Еще до встречи с Симоновым Горина удивляло ее равнодушие к боксу и то странно-холодное достоинство, с которым она после его победы принимала поздравления от своих многочисленных подруг и знакомых.
Спасибо Симонову — он раскрыл ему глаза. Еще год по инерции он выступал без результатов, и глаза его раскрывались шире и шире. И он увидел все: и ее дичайший эгоизм, и ее страсть к дефицитным тряпкам и вещам. Эгоизм ее был настолько редким, что она не любила даже сына. Он был похож на нее. Жена гордилась этим, и лет до трех он входил в то число тряпок и вещей, которые ей были необходимы. Но потом, годам к шести, у сына появилось собственное мнение, вещью он уже не был, — и интерес к нему пропал.
Теперь Горин понял даже ту, первую фразу при их знакомстве.
…Она взглянула на него, первой подала руку, сказала, как ее зовут, и прибавила:
— Папа говорит, что вы будущая спортивная звезда.
Папа…
Все эти годы его жена была не одна — их было двое. Она и ее отец. Вряд ли она его любила. Скорее, это были родственные души. Но души, совпадающие во всем. До мелочей. Разница была лишь в том, что дочь поставила на него — Горина, и положения, денег, тряпок хотела иметь, используя своего мужа. Отец же поступал проще — для этого он использовал завод. Тот самый машиностроительный, который был шефом детдома, где вырос Горин.

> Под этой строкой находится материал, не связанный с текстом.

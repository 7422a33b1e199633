//! Analytics operations for the Admin API.
//!
//! Provides methods for executing `ShopifyQL` queries and retrieving
//! channel/marketing analytics data.

use tracing::instrument;

use super::{
    AdminClient, AdminShopifyError,
    queries::{GetSalesChannels, GetSalesChannelsCount, ShopifyqlQuery},
};
use crate::shopify::types::{
    AnalyticsSummary, ChannelMetrics, DailyMetrics, DateRange, SalesChannel, SalesChannelApp,
    ShopifyqlColumn, ShopifyqlResult,
};

impl AdminClient {
    /// Execute a `ShopifyQL` query.
    ///
    /// # Arguments
    ///
    /// * `query` - The `ShopifyQL` query string (e.g., `FROM sales SHOW total_sales SINCE -30d`)
    ///
    /// # Errors
    ///
    /// Returns an error if the API request fails or the query has parse errors.
    #[instrument(skip(self))]
    pub async fn execute_shopifyql(
        &self,
        query: &str,
    ) -> Result<ShopifyqlResult, AdminShopifyError> {
        let variables = super::queries::shopifyql_query::Variables {
            query: query.to_string(),
        };

        let response = self.execute::<ShopifyqlQuery>(variables).await?;

        // shopifyql_query may be None if the query failed to execute
        let query_response = response.shopifyql_query.ok_or_else(|| {
            AdminShopifyError::UserError("ShopifyQL query returned no response".to_string())
        })?;

        // Check for parse errors
        if !query_response.parse_errors.is_empty() {
            return Err(AdminShopifyError::UserError(format!(
                "ShopifyQL parse errors: {}",
                query_response.parse_errors.join("; ")
            )));
        }

        // Extract table data
        let table_data = &query_response.table_data;

        let columns: Vec<ShopifyqlColumn> = table_data
            .as_ref()
            .map(|td| {
                td.columns
                    .iter()
                    .map(|c| ShopifyqlColumn {
                        name: c.name.clone(),
                        display_name: c.display_name.clone(),
                        data_type: format!("{:?}", c.data_type),
                    })
                    .collect()
            })
            .unwrap_or_default();

        let rows: Vec<serde_json::Value> = table_data
            .as_ref()
            .and_then(|td| td.rows.as_array().cloned())
            .unwrap_or_default();

        Ok(ShopifyqlResult {
            columns,
            rows,
            parse_errors: query_response.parse_errors,
        })
    }

    /// Get all sales channels (publications).
    ///
    /// # Errors
    ///
    /// Returns an error if the API request fails.
    #[allow(deprecated)] // app and name fields are deprecated but still functional
    #[instrument(skip(self))]
    pub async fn get_sales_channels(&self) -> Result<Vec<SalesChannel>, AdminShopifyError> {
        let mut channels = Vec::new();
        let mut cursor: Option<String> = None;

        loop {
            let variables = super::queries::get_sales_channels::Variables {
                first: Some(50),
                after: cursor.clone(),
            };

            let response = self.execute::<GetSalesChannels>(variables).await?;

            for edge in response.publications.edges {
                let node = edge.node;

                // App is a direct struct field (deprecated but still works)
                let app = Some(SalesChannelApp {
                    id: node.app.id.clone(),
                    title: node.app.title.clone(),
                    handle: node.app.handle.clone(),
                });

                channels.push(SalesChannel {
                    id: node.id,
                    name: node.name,
                    app,
                    auto_publish: node.auto_publish,
                    supports_future_publishing: node.supports_future_publishing,
                });
            }

            let page_info = response.publications.page_info;
            if page_info.has_next_page {
                cursor = page_info.end_cursor;
            } else {
                break;
            }
        }

        Ok(channels)
    }

    /// Get the count of sales channels.
    ///
    /// # Errors
    ///
    /// Returns an error if the API request fails.
    #[instrument(skip(self))]
    pub async fn get_sales_channels_count(&self) -> Result<i64, AdminShopifyError> {
        let variables = super::queries::get_sales_channels_count::Variables {};

        let response = self.execute::<GetSalesChannelsCount>(variables).await?;

        // publicationsCount returns a Count object with a count field
        let count = response.publications_count.map_or(0, |c| c.count);

        Ok(count)
    }

    /// Get channel analytics summary for a date range.
    ///
    /// Uses `ShopifyQL` to aggregate sales data by channel.
    ///
    /// # Arguments
    ///
    /// * `date_range` - The date range to query
    ///
    /// # Errors
    ///
    /// Returns an error if the query fails.
    // Order counts in e-commerce will never exceed i64's f64-safe range (2^52)
    #[allow(clippy::cast_precision_loss)]
    #[instrument(skip(self))]
    pub async fn get_channel_analytics(
        &self,
        date_range: &DateRange,
    ) -> Result<AnalyticsSummary, AdminShopifyError> {
        let query = format!(
            "FROM sales SHOW total_sales, net_sales, orders, ordered_item_quantity \
             GROUP BY sales_channel SINCE {} UNTIL {}",
            date_range.start, date_range.end
        );

        let result = self.execute_shopifyql(&query).await?;

        // Find column indices
        let channel_idx = result.column_index("sales_channel");
        let total_sales_idx = result.column_index("total_sales");
        let net_sales_idx = result.column_index("net_sales");
        let orders_idx = result.column_index("orders");
        let units_idx = result.column_index("ordered_item_quantity");

        let mut channels = Vec::new();

        for row in &result.rows {
            let row_arr = row.as_array();

            let channel_name = channel_idx
                .and_then(|i| row_arr.and_then(|r| r.get(i)))
                .and_then(|v| v.as_str())
                .unwrap_or("Unknown")
                .to_string();

            let total_sales = total_sales_idx
                .and_then(|i| row_arr.and_then(|r| r.get(i)))
                .and_then(serde_json::Value::as_f64)
                .unwrap_or(0.0);

            let net_sales = net_sales_idx
                .and_then(|i| row_arr.and_then(|r| r.get(i)))
                .and_then(serde_json::Value::as_f64)
                .unwrap_or(0.0);

            let orders = orders_idx
                .and_then(|i| row_arr.and_then(|r| r.get(i)))
                .and_then(serde_json::Value::as_i64)
                .unwrap_or(0);

            let units_sold = units_idx
                .and_then(|i| row_arr.and_then(|r| r.get(i)))
                .and_then(serde_json::Value::as_i64)
                .unwrap_or(0);

            let average_order_value = if orders > 0 {
                total_sales / orders as f64
            } else {
                0.0
            };

            channels.push(ChannelMetrics {
                channel_name,
                total_sales,
                net_sales,
                orders,
                units_sold,
                average_order_value,
            });
        }

        let mut summary = AnalyticsSummary {
            channels,
            ..Default::default()
        };
        summary.calculate_totals();

        Ok(summary)
    }

    /// Get daily sales trend, optionally filtered by channel.
    ///
    /// # Arguments
    ///
    /// * `channel` - Optional channel name to filter by
    /// * `date_range` - The date range to query
    ///
    /// # Errors
    ///
    /// Returns an error if the query fails.
    #[instrument(skip(self))]
    pub async fn get_channel_trend(
        &self,
        channel: Option<&str>,
        date_range: &DateRange,
    ) -> Result<Vec<DailyMetrics>, AdminShopifyError> {
        let where_clause = channel
            .map(|c| format!(" WHERE sales_channel = '{c}'"))
            .unwrap_or_default();

        let query = format!(
            "FROM sales SHOW total_sales, orders \
             GROUP BY day{} SINCE {} UNTIL {} ORDER BY day ASC",
            where_clause, date_range.start, date_range.end
        );

        let result = self.execute_shopifyql(&query).await?;

        let day_idx = result.column_index("day");
        let total_sales_idx = result.column_index("total_sales");
        let orders_idx = result.column_index("orders");

        let mut metrics = Vec::new();

        for row in &result.rows {
            let row_arr = row.as_array();

            let date = day_idx
                .and_then(|i| row_arr.and_then(|r| r.get(i)))
                .and_then(|v| v.as_str())
                .unwrap_or("")
                .to_string();

            let total_sales = total_sales_idx
                .and_then(|i| row_arr.and_then(|r| r.get(i)))
                .and_then(serde_json::Value::as_f64)
                .unwrap_or(0.0);

            let orders = orders_idx
                .and_then(|i| row_arr.and_then(|r| r.get(i)))
                .and_then(serde_json::Value::as_i64)
                .unwrap_or(0);

            metrics.push(DailyMetrics {
                date,
                total_sales,
                orders,
                channel_name: channel.map(String::from),
            });
        }

        Ok(metrics)
    }
}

Ее отец стал замом года за два до того, как Горин сделался его зятем. Машзавод был громаден. С генеральным директором, большими корпусами, с продукцией, известной в стране и за границей, с не менее известной хоккейной командой и плавательным бассейном, в котором проходили международные соревнования и тренировались хорошие пловцы. Во Дворце культуры вечерами работали кружки, студии, ансамбли, а драматический коллектив был одним из лучших в стране. У завода были свои базы отдыха, профилактории и даже санаторий недалеко от Анапы. И весь этот культурно-спортивный комплекс курировал его тесть. Это была его вотчина. Его «закрома», как любил он сам поговаривать, нисколько не смущаясь Горина. А «закрома» и в самом деле были и богатые, и редкие. Чего стоило только содержимое могучего холодильника тестя, стоявшего на кухне и нехотя, снисходительно дергающегося иногда. В громадном городе, где жил Горин, было много всего: дыма, железобетона, бодрости многих сотен тысяч работающих. Но город лежал вдали от туристских маршрутов, больших рек с ценными рыбами, и в его магазинах не было пикантных и дефицитных яств и напитков. То, что имелось, было просто, ядрено и надежно. И Горину, никогда не видевшему в продаже ни икры, ни чешского пива, ни «Посольской водки», было непонятно: как, каким путем и когда все это доставлялось в могучий холодильник тестя? Весь этот дефицит, к которому Горин был, в общем-то, равнодушен, так постоянно и тщательно пополнялся, что Горину иногда казалось: все это не приносят и не привозят, а неведомым способом доставляют по трубам, соединяющим холодильник с «закромами».